C'est cette double contradiction, pour ne pas dire cette double imposture, qu'il faut dénoncer, aujourd'hui, au sein et autour de l'Eglise, en s'inspirant peut-être des travaux d'un MICHEA ou d'un TAGUIEFF contre le progressisme non catholique contemporain.
De plus,
- un détournement de finalité, démagogique et déresponsabilisant, de la part de personnalisme qui caractérise le christianisme,
- un refus des contradictions radicales et substantielles qui existent, depuis toujours,
- entre l'Esprit de Dieu et la religion du salut, - et l'esprit du monde et la religion du progrès,
constituent deux autres fondements, c'est exact, implicites, le plus souvent, du progressisme de certains catholiques.
Le plus grave est que certains d'entre eux, qui ont été plus appuyés que contredits, par bien des clercs, pour aller dans cette direction, se croient d'autant plus fondés, dans leur démarche, qu'ils s'imaginent que le Concile a été, en son temps, une sorte de consécration magistérielle qui aurait été donnée, par l'Eglise elle-même, au progressisme catholique, consécration qui se serait faite en rupture totale, vis-à-vis du christianisme catholique antérieur au Concile.
C'est la raison pour laquelle, dans le contexte actuel, il est possible de dire que le progressiste catholique est "rupturiste" : en rupture, et non en conformité ou en continuité, avec l'avant-Concile, avec une grande partie de l'après-Concile, notamment de Humanae Vitae à Evangelium Vitae, et avec le Concile lui-même, qui est bien plus rénovateur dans sa forme que progressiste dan son fond.
Je vous remercie par avance pour toute prise en compte de ce message, et je vous souhaite une excellente continuation.
A Z
Merci pour ces elements ainsi que pour la contribution de AZ.
SupprimerPresque tout est dit.
Si on se demande comment cela se fait il que de tels virus aient pu entrer dans l'église conciliaire,il faut se poser la question sur le concile lui meme.
On juge l'arbre a ses fruits nous dit l'évangile
de notre seigneur.....
Il faut effectivement rétablir sa dimension historique
et sa nature de "continuite bi-millenaire" qui ne peut souffrir d'une theologie de la rupture actuelle.
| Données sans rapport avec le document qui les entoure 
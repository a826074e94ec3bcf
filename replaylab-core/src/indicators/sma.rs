//! Simple Moving Average (SMA).
//!
//! Rolling mean of closes. First valid value at index period-1.

use crate::components::indicator::{Indicator, Series};
use crate::domain::Bar;

#[derive(Debug, Clone)]
pub struct Sma {
    period: usize,
    name: String,
}

impl Sma {
    pub fn new(period: usize) -> Self {
        let period = period.max(1);
        Self {
            period,
            name: format!("sma_{period}"),
        }
    }
}

impl Indicator for Sma {
    fn name(&self) -> &str {
        &self.name
    }

    fn lookback(&self) -> usize {
        self.period.saturating_sub(1)
    }

    fn compute(&self, bars: &[Bar]) -> Series {
        let n = bars.len();
        let mut result = vec![None; n];
        if n < self.period {
            return result;
        }

        // Windows containing a non-finite close stay None.
        for end in (self.period - 1)..n {
            let window = &bars[end + 1 - self.period..=end];
            if window.iter().all(|b| b.close.is_finite()) {
                let sum: f64 = window.iter().map(|b| b.close).sum();
                result[end] = Some(sum / self.period as f64);
            }
        }

        result
    }
}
Si les virus restent c'est que;
1.Le principe meme de l'entrisme de virus dans une institution qui se veut sainte est un processus previsible.
Il serait anormal qu'il n'y ait pas de tentatives.
2.Les conditions pratiques & historiques de l'election du pape Jean 23 en octobre 1958 posent un probleme de taille.
Refuser d'aborder le sujet (ne fusse qu'en consultant google)est enfantin.Voir les etudes sur le cardinal Siri de Genes,dont plusieurs temoins de qualité attestent qu'il avait été élu pape en 1er choix,mais avait du renoncer a la suite de pressions,pour declencher l'election de Jean 23.
3.Les conditions de vie du pape suivant Paul VI,(designé par jean 23) posent egalement probleme,si on prend la peine de lire les memoires des gardes suisses,decrivant le deferlement de mignons au Vatican des l'election de Paul VI.